//! # Campaign Wizard
//!
//! The linear data-entry flow that creates a campaign and carries it
//! through both placement phases:
//!
//! ```text
//! CampaignData ──▶ Phase1Placement ──▶ Phase2Replacement ──▶ Done
//!      ◀── back ──────────┘ ◀── back ──────────┘
//! ```
//!
//! Each step has its own typed form. A step only advances when its form
//! validates, and every advance commits to the registry:
//!
//! | Step submitted      | Commit                                            |
//! |---------------------|---------------------------------------------------|
//! | campaign data       | new campaign, status `planned` (or update on redo) |
//! | Phase 1 placement   | phase 1 record, status `active`, start date        |
//! | Phase 2 replacement | phase 2 record, dosimeter count, completion event  |
//!
//! Going back never discards what was typed.

use crate::primitives::{MAX_DOSIMETERS_PER_CAMPAIGN, MAX_PHOTOS_PER_DOSIMETER};
use crate::storage::{CampaignRegistry, StoreEvent};
use crate::{
    Campaign, CampaignField, CampaignId, CampaignStatus, ClientContact, DosimeterField,
    DosimeterPlacement, FormField, IssueKind, PhaseField, PhaseRecord, Photo, RadonError,
    RiskLevel, Technician, ValidationReport, limit_length, require,
};
use chrono::NaiveDate;
use serde::{Deserialize, Serialize};
use std::collections::BTreeSet;

// =============================================================================
// STEPS
// =============================================================================

#[derive(Debug, Clone, Copy, PartialEq, Eq, PartialOrd, Ord, Hash, Serialize, Deserialize)]
#[serde(rename_all = "snake_case")]
pub enum WizardStep {
    CampaignData,
    Phase1Placement,
    Phase2Replacement,
    Done,
}

impl WizardStep {
    /// Step shown before this one, if any.
    #[must_use]
    pub fn previous(&self) -> Option<WizardStep> {
        match self {
            WizardStep::CampaignData | WizardStep::Done => None,
            WizardStep::Phase1Placement => Some(WizardStep::CampaignData),
            WizardStep::Phase2Replacement => Some(WizardStep::Phase1Placement),
        }
    }
}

○ ○ ○ ○ ○

### Work order
Repeat each line above exactly as written.

### Solution below
//! # Campaign Wizard
//!
//! The linear data-entry flow that creates a campaign and carries it
//! through both placement phases:
//!
//! ```text
//! CampaignData ──▶ Phase1Placement ──▶ Phase2Replacement ──▶ Done
//!      ◀── back ──────────┘ ◀── back ──────────┘
//! ```
//!
//! Each step has its own typed form. A step only advances when its form
//! validates, and every advance commits to the registry:
//!
//! | Step submitted      | Commit                                            |
//! |---------------------|---------------------------------------------------|
//! | campaign data       | new campaign, status `planned` (or update on redo) |
//! | Phase 1 placement   | phase 1 record, status `active`, start date        |
//! | Phase 2 replacement | phase 2 record, dosimeter count, completion event  |
//!
//! Going back never discards what was typed.

use crate::primitives::{MAX_DOSIMETERS_PER_CAMPAIGN, MAX_PHOTOS_PER_DOSIMETER};
use crate::storage::{CampaignRegistry, StoreEvent};
use crate::{
    Campaign, CampaignField, CampaignId, CampaignStatus, ClientContact, DosimeterField,
    DosimeterPlacement, FormField, IssueKind, PhaseField, PhaseRecord, Photo, RadonError,
    RiskLevel, Technician, ValidationReport, limit_length, require,
};
use chrono::NaiveDate;
use serde::{Deserialize, Serialize};
use std::collections::BTreeSet;

// =============================================================================
// STEPS
// =============================================================================

#[derive(Debug, Clone, Copy, PartialEq, Eq, PartialOrd, Ord, Hash, Serialize, Deserialize)]
#[serde(rename_all = "snake_case")]
pub enum WizardStep {
    CampaignData,
    Phase1Placement,
    Phase2Replacement,
    Done,
}

impl WizardStep {
    /// Step shown before this one, if any.
    #[must_use]
    pub fn previous(&self) -> Option<WizardStep> {
        match self {
            WizardStep::CampaignData | WizardStep::Done => None,
            WizardStep::Phase1Placement => Some(WizardStep::CampaignData),
            WizardStep::Phase2Replacement => Some(WizardStep::Phase1Placement),
        }
    }
}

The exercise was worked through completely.